A new report has plenty of ideas for spending more money at the aspiring transit agency. But ideas for raising money are in shorter supply.
Earlier this year, Muni cut service, following a series of rapid fare-hikes. Since then, they've restored some of the eliminated runs, but the buses are still even less frequent and dependable than they were just a few years ago. Transit leaders want to institute even more runs, but they'll need to raise $22 million in order to do it.
No one is sure where that money will come from. Among the ideas are saving money by eliminating stops, thus allowing drivers to travel more rapidly. Currently, the buses inch along at about 8 miles an hour, slightly slower than the average speed of 8.5 mph back in 1912.
The agency could also speed boarding by letting people in through the back door, but of course, that opens the possibility that nobody will pay.
More traditional ideas include raising ticket prices for people who block transit, wrapping the buses in more ads, and creating new taxes.
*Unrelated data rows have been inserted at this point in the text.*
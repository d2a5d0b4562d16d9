//! Saving output images: filename sanitisation and atomic writes.

use std::fs;
use std::io::Write;
use std::path::{Path, PathBuf};

use anyhow::{bail, Context, Result};
use tracing::info;

const WINDOWS_RESERVED: &[&str] = &[
    "CON", "PRN", "AUX", "NUL", "COM1", "COM2", "COM3", "COM4", "COM5", "COM6", "COM7", "COM8",
    "COM9", "LPT1", "LPT2", "LPT3", "LPT4", "LPT5", "LPT6", "LPT7", "LPT8", "LPT9",
];

/// Upper bound on ` (n)` suffixes tried before giving up.
const MAX_NAME_COLLISIONS: usize = 10_000;

/// Reduces `raw` to a bare file name safe on every platform and appends
/// `.{default_ext}` when it has no extension.
pub fn sanitize_filename(raw: &str, default_ext: &str) -> Result<String> {
    let no_controls: String = raw.chars().filter(|ch| !ch.is_control()).collect();
    let normalized = no_controls.replace('\\', "/");
    let leaf = normalized
        .split('/')
        .filter(|segment| !segment.trim().is_empty() && *segment != "." && *segment != "..")
        .next_back()
        .unwrap_or("")
        .trim();

    if leaf.is_empty() {
        bail!("invalid filename: {raw:?}");
    }

    let bytes = leaf.as_bytes();
    if bytes.len() >= 2 && bytes[0].is_ascii_alphabetic() && bytes[1] == b':' {
        bail!("filename contains drive letter: {raw:?}");
    }

    let stem = leaf.split('.').next().unwrap_or(leaf).trim();
    if WINDOWS_RESERVED
        .iter()
        .any(|reserved| stem.eq_ignore_ascii_case(reserved))
    {
        bail!("filename uses Windows reserved name: {raw:?}");
    }

    let cleaned: String = leaf
        .chars()
        .map(|ch| {
            if ch.is_ascii_alphanumeric() || matches!(ch, '.' | '_' | ' ' | '-') {
                ch
            } else {
                '_'
            }
        })
        .collect();
    let cleaned = cleaned.trim().trim_matches('.').to_string();

    if cleaned.is_empty() {
        bail!("invalid filename: {raw:?}");
    }

    let has_extension = Path::new(&cleaned).extension().is_some();
    if has_extension || default_ext.is_empty() {
        Ok(cleaned)
    } else {
        Ok(format!("{cleaned}.{}", default_ext.trim_start_matches('.')))
    }
}

/// Expands a leading `~` or `~/` to the user's home directory. `~user` forms
/// are left untouched.
pub fn expand_home(path: &Path) -> PathBuf {
    let Some(raw) = path.to_str() else {
        return path.to_path_buf();
    };
    if raw != "~" && !raw.starts_with("~/") && !raw.starts_with("~\\") {
        return path.to_path_buf();
    }

    #[cfg(windows)]
    let home = std::env::var_os("USERPROFILE");
    #[cfg(not(windows))]
    let home = std::env::var_os("HOME");

    match home {
        Some(home) if raw == "~" => PathBuf::from(home),
        Some(home) => PathBuf::from(home).join(&raw[2..]),
        None => path.to_path_buf(),
    }
}

/// First path in `dir` not taken, appending ` (n)` before the extension.
fn unique_destination(dir: &Path, filename: &str) -> Result<PathBuf> {
    let candidate = dir.join(filename);
    if !candidate.exists() {
        return Ok(candidate);
    }

    let as_path = Path::new(filename);
    let stem = as_path
        .file_stem()
        .and_then(|s| s.to_str())
        .unwrap_or(filename);
    let ext = as_path.extension().and_then(|e| e.to_str());

    for n in 1..=MAX_NAME_COLLISIONS {
        let name = match ext {
            Some(ext) => format!("{stem} ({n}).{ext}"),
            None => format!("{stem} ({n})"),
        };
        let candidate = dir.join(name);
        if !candidate.exists() {
            return Ok(candidate);
        }
    }

    bail!(
        "no free file name for {filename} in {} after {MAX_NAME_COLLISIONS} attempts",
        dir.display()
    )
}

/// Writes `bytes` into `dir` under an already-sanitised `filename` and
/// returns the final path. The file appears atomically; an existing file is
/// never overwritten.
pub fn save_image(bytes: &[u8], dir: &Path, filename: &str) -> Result<PathBuf> {
    let dir = expand_home(dir);
    fs::create_dir_all(&dir)
        .with_context(|| format!("failed to create directory {}", dir.display()))?;

    let final_path = unique_destination(&dir, filename)?;
    let tmp_path = dir.join(format!(".{}.{}.part", filename, uuid::Uuid::new_v4().simple()));

    let mut tmp_file = fs::File::create(&tmp_path)
        .with_context(|| format!("failed to create temp file: {}", tmp_path.display()))?;
    let mut tmp_guard = TempFileCleanupGuard::new(&tmp_path);

    tmp_file
        .write_all(bytes)
        .with_context(|| format!("failed to write temp file: {}", tmp_path.display()))?;
    tmp_file
        .sync_all()
        .with_context(|| format!("failed to fsync temp file: {}", tmp_path.display()))?;
    drop(tmp_file);

    fs::rename(&tmp_path, &final_path).with_context(|| {
        format!(
            "failed to atomically move {} -> {}",
            tmp_path.display(),
            final_path.display()
        )
    })?;
    tmp_guard.disarm();

    info!(path = %final_path.display(), bytes = bytes.len(), "Image saved");
    Ok(final_path)
}

struct TempFileCleanupGuard<'a> {
    path: &'a Path,
    keep: bool,
}

impl<'a> TempFileCleanupGuard<'a> {
    fn new(path: &'a Path) -> Self {
        Self { path, keep: false }
    }

    fn disarm(&mut self) {
        self.keep = true;
    }
}

impl Drop for TempFileCleanupGuard<'_> {
    fn drop(&mut self) {
        if !self.keep {
            let _ = fs::remove_file(self.path);
        }
    }
}
use serde::{Deserialize, Serialize};

use crate::error::{PipelineError, PipelineResult};

pub const CHANNELS: usize = 4;

/// Owned RGBA8 image. Dimensions are fixed at construction; every transform
/// produces a new buffer.
#[derive(Clone, PartialEq, Eq)]
pub struct PixelBuffer {
    width: u32,
    height: u32,
    data: Vec<u8>,
}

impl std::fmt::Debug for PixelBuffer {
    fn fmt(&self, f: &mut std::fmt::Formatter<'_>) -> std::fmt::Result {
        f.debug_struct("PixelBuffer")
            .field("width", &self.width)
            .field("height", &self.height)
            .field("bytes", &self.data.len())
            .finish()
    }
}

impl PixelBuffer {
    pub fn from_raw(width: u32, height: u32, data: Vec<u8>) -> PipelineResult<Self> {
        if width == 0 || height == 0 {
            return Err(PipelineError::resize(
                width,
                height,
                "pixel buffer must have non-zero dimensions",
            ));
        }

        let expected = width as usize * height as usize * CHANNELS;
        if data.len() != expected {
            return Err(PipelineError::resize(
                width,
                height,
                format!(
                    "RGBA data length mismatch: expected {expected}, got {}",
                    data.len()
                ),
            ));
        }

        Ok(Self {
            width,
            height,
            data,
        })
    }

    pub fn filled(width: u32, height: u32, rgba: [u8; 4]) -> PipelineResult<Self> {
        let pixels = width as usize * height as usize;
        let mut data = Vec::with_capacity(pixels * CHANNELS);
        for _ in 0..pixels {
            data.extend_from_slice(&rgba);
        }
        Self::from_raw(width, height, data)
    }

    pub fn width(&self) -> u32 {
        self.width
    }

    pub fn height(&self) -> u32 {
        self.height
    }

    pub fn dimensions(&self) -> (u32, u32) {
        (self.width, self.height)
    }

    pub fn as_raw(&self) -> &[u8] {
        &self.data
    }

    pub fn into_raw(self) -> Vec<u8> {
        self.data
    }

    pub fn pixel(&self, x: u32, y: u32) -> [u8; 4] {
        let i = (y as usize * self.width as usize + x as usize) * CHANNELS;
        [
            self.data[i],
            self.data[i + 1],
            self.data[i + 2],
            self.data[i + 3],
        ]
    }

    /// Copies the rectangle into a new buffer. The rectangle must lie inside
    /// the image.
    pub fn crop(&self, rect: TileRect) -> PipelineResult<Self> {
        if rect.width == 0
            || rect.height == 0
            || rect.x + rect.width > self.width
            || rect.y + rect.height > self.height
        {
            return Err(PipelineError::resize(
                rect.width,
                rect.height,
                format!(
                    "crop at ({}, {}) exceeds source {}x{}",
                    rect.x, rect.y, self.width, self.height
                ),
            ));
        }

        let src_stride = self.width as usize * CHANNELS;
        let row_len = rect.width as usize * CHANNELS;
        let mut data = Vec::with_capacity(row_len * rect.height as usize);
        for y in rect.y..rect.y + rect.height {
            let start = y as usize * src_stride + rect.x as usize * CHANNELS;
            data.extend_from_slice(&self.data[start..start + row_len]);
        }

        Self::from_raw(rect.width, rect.height, data)
    }

    pub fn aspect_ratio(&self) -> f64 {
        self.width as f64 / self.height as f64
    }
}

/// Coordinate-addressed region of a source image.
#[derive(Debug, Clone, Copy, PartialEq, Eq, Serialize, Deserialize)]
pub struct TileRect {
    pub x: u32,
    pub y: u32,
    pub width: u32,
    pub height: u32,
}

impl TileRect {
    pub fn scaled(&self, factor: u32) -> TileRect {
        TileRect {
            x: self.x * factor,
            y: self.y * factor,
            width: self.width * factor,
            height: self.height * factor,
        }
    }
}

/// A tile extracted from its source, alive for one inference call.
#[derive(Debug)]
pub struct Tile {
    pub rect: TileRect,
    pub pixels: PixelBuffer,
}

impl Tile {
    pub fn extract(source: &PixelBuffer, rect: TileRect) -> PipelineResult<Self> {
        Ok(Self {
            rect,
            pixels: source.crop(rect)?,
        })
    }
}

/// Non-overlapping row-major grid of at most `tile_size` squares. Edge tiles
/// are clipped to the image.
pub fn tile_grid(width: u32, height: u32, tile_size: u32) -> Vec<TileRect> {
    if tile_size == 0 {
        return Vec::new();
    }

    let mut rects = Vec::new();
    let mut y = 0;
    while y < height {
        let tile_h = tile_size.min(height - y);
        let mut x = 0;
        while x < width {
            let tile_w = tile_size.min(width - x);
            rects.push(TileRect {
                x,
                y,
                width: tile_w,
                height: tile_h,
            });
            x += tile_size;
        }
        y += tile_size;
    }
    rects
}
Because the City doesn't have enough of those.
Or the City could try to squeeze more money through negotiation with the drivers' union, notorious for its inefficient work rules and high pay.
The money shortage comes at a sensitive time for Muni, which is smarting over revelations that a driver involved in a crash at West Portal had a long history of crashes and disciplinary actions. Aside from the safety problems, he was cited for skipping passengers' stops and for low marks on an inspection. His crash cost the agency millions.